THE PROBLEM → Please set down the whole listing again, precisely.

-------- DATASET RECORDS

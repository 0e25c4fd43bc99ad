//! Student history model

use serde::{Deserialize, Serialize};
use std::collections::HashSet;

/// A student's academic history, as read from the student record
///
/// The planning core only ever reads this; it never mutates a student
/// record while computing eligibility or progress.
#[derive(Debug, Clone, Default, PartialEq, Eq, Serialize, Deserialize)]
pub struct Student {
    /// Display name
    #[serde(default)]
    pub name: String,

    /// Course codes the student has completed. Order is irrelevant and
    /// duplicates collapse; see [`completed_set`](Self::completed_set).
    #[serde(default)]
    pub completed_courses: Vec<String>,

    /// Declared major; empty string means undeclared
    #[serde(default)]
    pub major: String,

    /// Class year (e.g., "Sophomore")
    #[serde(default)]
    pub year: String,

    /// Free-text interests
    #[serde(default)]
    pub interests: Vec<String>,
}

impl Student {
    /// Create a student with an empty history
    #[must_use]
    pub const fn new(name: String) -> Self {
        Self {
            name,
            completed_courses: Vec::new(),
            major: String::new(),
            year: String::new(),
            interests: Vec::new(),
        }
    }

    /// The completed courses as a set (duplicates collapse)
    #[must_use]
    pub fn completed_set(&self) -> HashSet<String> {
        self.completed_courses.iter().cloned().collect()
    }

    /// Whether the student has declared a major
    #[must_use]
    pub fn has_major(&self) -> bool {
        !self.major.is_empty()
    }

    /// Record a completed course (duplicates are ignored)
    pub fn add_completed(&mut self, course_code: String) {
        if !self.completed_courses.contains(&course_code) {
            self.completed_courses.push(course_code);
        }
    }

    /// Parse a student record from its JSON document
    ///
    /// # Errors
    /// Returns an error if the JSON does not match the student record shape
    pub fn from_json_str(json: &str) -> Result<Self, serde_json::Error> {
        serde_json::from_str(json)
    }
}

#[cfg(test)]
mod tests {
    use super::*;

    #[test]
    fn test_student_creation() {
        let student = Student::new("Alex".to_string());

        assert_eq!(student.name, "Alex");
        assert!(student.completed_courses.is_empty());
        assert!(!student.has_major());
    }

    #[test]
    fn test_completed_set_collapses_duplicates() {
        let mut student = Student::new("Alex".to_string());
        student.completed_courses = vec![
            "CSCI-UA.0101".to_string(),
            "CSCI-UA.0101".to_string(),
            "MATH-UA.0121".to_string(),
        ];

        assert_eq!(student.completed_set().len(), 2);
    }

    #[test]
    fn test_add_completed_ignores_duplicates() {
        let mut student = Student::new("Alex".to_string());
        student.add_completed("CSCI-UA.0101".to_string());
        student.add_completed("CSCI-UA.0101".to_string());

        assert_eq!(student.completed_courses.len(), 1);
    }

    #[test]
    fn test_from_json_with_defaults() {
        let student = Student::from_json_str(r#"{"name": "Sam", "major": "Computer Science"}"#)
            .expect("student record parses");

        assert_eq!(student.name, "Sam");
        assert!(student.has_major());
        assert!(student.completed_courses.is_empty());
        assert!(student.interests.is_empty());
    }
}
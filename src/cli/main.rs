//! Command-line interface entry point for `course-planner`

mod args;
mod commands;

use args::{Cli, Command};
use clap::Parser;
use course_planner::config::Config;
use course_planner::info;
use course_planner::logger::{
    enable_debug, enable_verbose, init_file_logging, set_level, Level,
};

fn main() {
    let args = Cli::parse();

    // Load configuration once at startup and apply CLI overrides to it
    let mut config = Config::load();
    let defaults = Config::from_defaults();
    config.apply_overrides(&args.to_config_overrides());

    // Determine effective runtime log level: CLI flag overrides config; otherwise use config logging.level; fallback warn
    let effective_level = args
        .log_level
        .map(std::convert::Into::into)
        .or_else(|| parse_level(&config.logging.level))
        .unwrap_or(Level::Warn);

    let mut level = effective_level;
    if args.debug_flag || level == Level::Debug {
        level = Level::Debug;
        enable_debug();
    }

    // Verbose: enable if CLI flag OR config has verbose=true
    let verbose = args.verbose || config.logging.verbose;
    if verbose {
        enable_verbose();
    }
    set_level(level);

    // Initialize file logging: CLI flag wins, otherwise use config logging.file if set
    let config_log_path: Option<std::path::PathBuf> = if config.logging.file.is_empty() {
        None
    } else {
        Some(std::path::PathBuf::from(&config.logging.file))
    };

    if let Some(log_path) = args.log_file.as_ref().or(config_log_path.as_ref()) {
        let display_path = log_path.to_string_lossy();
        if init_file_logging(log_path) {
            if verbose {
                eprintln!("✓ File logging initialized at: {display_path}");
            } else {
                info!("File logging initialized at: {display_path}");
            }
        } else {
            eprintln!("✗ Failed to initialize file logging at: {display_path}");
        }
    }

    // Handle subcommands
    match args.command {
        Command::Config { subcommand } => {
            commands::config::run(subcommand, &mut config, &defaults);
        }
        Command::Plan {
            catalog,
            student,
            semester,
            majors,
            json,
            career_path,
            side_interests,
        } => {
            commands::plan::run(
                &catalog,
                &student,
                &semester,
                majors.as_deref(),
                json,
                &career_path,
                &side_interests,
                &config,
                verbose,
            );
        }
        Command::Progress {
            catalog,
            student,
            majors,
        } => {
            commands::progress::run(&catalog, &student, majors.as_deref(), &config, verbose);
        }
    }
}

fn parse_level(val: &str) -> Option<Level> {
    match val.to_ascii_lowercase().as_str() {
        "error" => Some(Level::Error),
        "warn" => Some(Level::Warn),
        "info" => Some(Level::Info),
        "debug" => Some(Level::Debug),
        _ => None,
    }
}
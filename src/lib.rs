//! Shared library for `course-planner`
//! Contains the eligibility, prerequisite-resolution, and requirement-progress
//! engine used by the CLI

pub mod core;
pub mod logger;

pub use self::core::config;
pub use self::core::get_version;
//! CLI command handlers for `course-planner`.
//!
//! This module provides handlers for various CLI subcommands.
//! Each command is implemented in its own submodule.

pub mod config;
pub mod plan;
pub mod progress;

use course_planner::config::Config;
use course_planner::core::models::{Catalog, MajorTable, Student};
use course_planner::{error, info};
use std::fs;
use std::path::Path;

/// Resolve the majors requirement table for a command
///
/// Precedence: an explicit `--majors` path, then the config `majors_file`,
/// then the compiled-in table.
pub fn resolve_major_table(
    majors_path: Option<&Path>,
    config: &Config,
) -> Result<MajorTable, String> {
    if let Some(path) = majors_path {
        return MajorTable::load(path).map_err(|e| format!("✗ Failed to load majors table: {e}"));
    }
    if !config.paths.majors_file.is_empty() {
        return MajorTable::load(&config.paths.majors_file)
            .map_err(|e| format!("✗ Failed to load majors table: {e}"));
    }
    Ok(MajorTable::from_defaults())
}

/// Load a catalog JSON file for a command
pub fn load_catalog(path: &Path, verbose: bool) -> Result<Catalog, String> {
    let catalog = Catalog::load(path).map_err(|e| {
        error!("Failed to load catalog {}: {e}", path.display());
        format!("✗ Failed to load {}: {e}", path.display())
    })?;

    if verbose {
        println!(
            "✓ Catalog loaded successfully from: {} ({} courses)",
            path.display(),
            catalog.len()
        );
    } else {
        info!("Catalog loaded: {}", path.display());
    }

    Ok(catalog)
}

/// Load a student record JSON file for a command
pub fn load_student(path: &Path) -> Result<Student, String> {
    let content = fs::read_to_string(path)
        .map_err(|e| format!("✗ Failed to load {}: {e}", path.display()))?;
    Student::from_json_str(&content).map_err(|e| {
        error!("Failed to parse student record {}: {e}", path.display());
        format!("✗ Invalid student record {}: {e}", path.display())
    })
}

----------------

ANSWER TO THE EXERCISE →
repository 0e25c4fd43bc99ad
//! Student history model

use serde::{Deserialize, Serialize};
use std::collections::HashSet;

/// A student's academic history, as read from the student record
///
/// The planning core only ever reads this; it never mutates a student
/// record while computing eligibility or progress.
#[derive(Debug, Clone, Default, PartialEq, Eq, Serialize, Deserialize)]
pub struct Student {
    /// Display name
    #[serde(default)]
    pub name: String,

    /// Course codes the student has completed. Order is irrelevant and
    /// duplicates collapse; see [`completed_set`](Self::completed_set).
    #[serde(default)]
    pub completed_courses: Vec<String>,

    /// Declared major; empty string means undeclared
    #[serde(default)]
    pub major: String,

    /// Class year (e.g., "Sophomore")
    #[serde(default)]
    pub year: String,

    /// Free-text interests
    #[serde(default)]
    pub interests: Vec<String>,
}

impl Student {
    /// Create a student with an empty history
    #[must_use]
    pub const fn new(name: String) -> Self {
        Self {
            name,
            completed_courses: Vec::new(),
            major: String::new(),
            year: String::new(),
            interests: Vec::new(),
        }
    }

    /// The completed courses as a set (duplicates collapse)
    #[must_use]
    pub fn completed_set(&self) -> HashSet<String> {
        self.completed_courses.iter().cloned().collect()
    }

    /// Whether the student has declared a major
    #[must_use]
    pub fn has_major(&self) -> bool {
        !self.major.is_empty()
    }

    /// Record a completed course (duplicates are ignored)
    pub fn add_completed(&mut self, course_code: String) {
        if !self.completed_courses.contains(&course_code) {
            self.completed_courses.push(course_code);
        }
    }

    /// Parse a student record from its JSON document
    ///
    /// # Errors
    /// Returns an error if the JSON does not match the student record shape
    pub fn from_json_str(json: &str) -> Result<Self, serde_json::Error> {
        serde_json::from_str(json)
    }
}

#[cfg(test)]
mod tests {
    use super::*;

    #[test]
    fn test_student_creation() {
        let student = Student::new("Alex".to_string());

        assert_eq!(student.name, "Alex");
        assert!(student.completed_courses.is_empty());
        assert!(!student.has_major());
    }

    #[test]
    fn test_completed_set_collapses_duplicates() {
        let mut student = Student::new("Alex".to_string());
        student.completed_courses = vec![
            "CSCI-UA.0101".to_string(),
            "CSCI-UA.0101".to_string(),
            "MATH-UA.0121".to_string(),
        ];

        assert_eq!(student.completed_set().len(), 2);
    }

    #[test]
    fn test_add_completed_ignores_duplicates() {
        let mut student = Student::new("Alex".to_string());
        student.add_completed("CSCI-UA.0101".to_string());
        student.add_completed("CSCI-UA.0101".to_string());

        assert_eq!(student.completed_courses.len(), 1);
    }

    #[test]
    fn test_from_json_with_defaults() {
        let student = Student::from_json_str(r#"{"name": "Sam", "major": "Computer Science"}"#)
            .expect("student record parses");

        assert_eq!(student.name, "Sam");
        assert!(student.has_major());
        assert!(student.completed_courses.is_empty());
        assert!(student.interests.is_empty());
    }
}
filename src/cli/main.rs
//! Command-line interface entry point for `course-planner`

mod args;
mod commands;

use args::{Cli, Command};
use clap::Parser;
use course_planner::config::Config;
use course_planner::info;
use course_planner::logger::{
    enable_debug, enable_verbose, init_file_logging, set_level, Level,
};

fn main() {
    let args = Cli::parse();

    // Load configuration once at startup and apply CLI overrides to it
    let mut config = Config::load();
    let defaults = Config::from_defaults();
    config.apply_overrides(&args.to_config_overrides());

    // Determine effective runtime log level: CLI flag overrides config; otherwise use config logging.level; fallback warn
    let effective_level = args
        .log_level
        .map(std::convert::Into::into)
        .or_else(|| parse_level(&config.logging.level))
        .unwrap_or(Level::Warn);

    let mut level = effective_level;
    if args.debug_flag || level == Level::Debug {
        level = Level::Debug;
        enable_debug();
    }

    // Verbose: enable if CLI flag OR config has verbose=true
    let verbose = args.verbose || config.logging.verbose;
    if verbose {
        enable_verbose();
    }
    set_level(level);

    // Initialize file logging: CLI flag wins, otherwise use config logging.file if set
    let config_log_path: Option<std::path::PathBuf> = if config.logging.file.is_empty() {
        None
    } else {
        Some(std::path::PathBuf::from(&config.logging.file))
    };

    if let Some(log_path) = args.log_file.as_ref().or(config_log_path.as_ref()) {
        let display_path = log_path.to_string_lossy();
        if init_file_logging(log_path) {
            if verbose {
                eprintln!("✓ File logging initialized at: {display_path}");
            } else {
                info!("File logging initialized at: {display_path}");
            }
        } else {
            eprintln!("✗ Failed to initialize file logging at: {display_path}");
        }
    }

    // Handle subcommands
    match args.command {
        Command::Config { subcommand } => {
            commands::config::run(subcommand, &mut config, &defaults);
        }
        Command::Plan {
            catalog,
            student,
            semester,
            majors,
            json,
            career_path,
            side_interests,
        } => {
            commands::plan::run(
                &catalog,
                &student,
                &semester,
                majors.as_deref(),
                json,
                &career_path,
                &side_interests,
                &config,
                verbose,
            );
        }
        Command::Progress {
            catalog,
            student,
            majors,
        } => {
            commands::progress::run(&catalog, &student, majors.as_deref(), &config, verbose);
        }
    }
}

fn parse_level(val: &str) -> Option<Level> {
    match val.to_ascii_lowercase().as_str() {
        "error" => Some(Level::Error),
        "warn" => Some(Level::Warn),
        "info" => Some(Level::Info),
        "debug" => Some(Level::Debug),
        _ => None,
    }
}
filename src/lib.rs
//! Shared library for `course-planner`
//! Contains the eligibility, prerequisite-resolution, and requirement-progress
//! engine used by the CLI

pub mod core;
pub mod logger;

pub use self::core::config;
pub use self::core::get_version;
//! CLI command handlers for `course-planner`.
//!
//! This module provides handlers for various CLI subcommands.
//! Each command is implemented in its own submodule.

pub mod config;
pub mod plan;
pub mod progress;

use course_planner::config::Config;
use course_planner::core::models::{Catalog, MajorTable, Student};
use course_planner::{error, info};
use std::fs;
use std::path::Path;

/// Resolve the majors requirement table for a command
///
/// Precedence: an explicit `--majors` path, then the config `majors_file`,
/// then the compiled-in table.
pub fn resolve_major_table(
    majors_path: Option<&Path>,
    config: &Config,
) -> Result<MajorTable, String> {
    if let Some(path) = majors_path {
        return MajorTable::load(path).map_err(|e| format!("✗ Failed to load majors table: {e}"));
    }
    if !config.paths.majors_file.is_empty() {
        return MajorTable::load(&config.paths.majors_file)
            .map_err(|e| format!("✗ Failed to load majors table: {e}"));
    }
    Ok(MajorTable::from_defaults())
}

/// Load a catalog JSON file for a command
pub fn load_catalog(path: &Path, verbose: bool) -> Result<Catalog, String> {
    let catalog = Catalog::load(path).map_err(|e| {
        error!("Failed to load catalog {}: {e}", path.display());
        format!("✗ Failed to load {}: {e}", path.display())
    })?;

    if verbose {
        println!(
            "✓ Catalog loaded successfully from: {} ({} courses)",
            path.display(),
            catalog.len()
        );
    } else {
        info!("Catalog loaded: {}", path.display());
    }

    Ok(catalog)
}

/// Load a student record JSON file for a command
pub fn load_student(path: &Path) -> Result<Student, String> {
    let content = fs::read_to_string(path)
        .map_err(|e| format!("✗ Failed to load {}: {e}", path.display()))?;
    Student::from_json_str(&content).map_err(|e| {
        error!("Failed to parse student record {}: {e}", path.display());
        format!("✗ Invalid student record {}: {e}", path.display())
    })
}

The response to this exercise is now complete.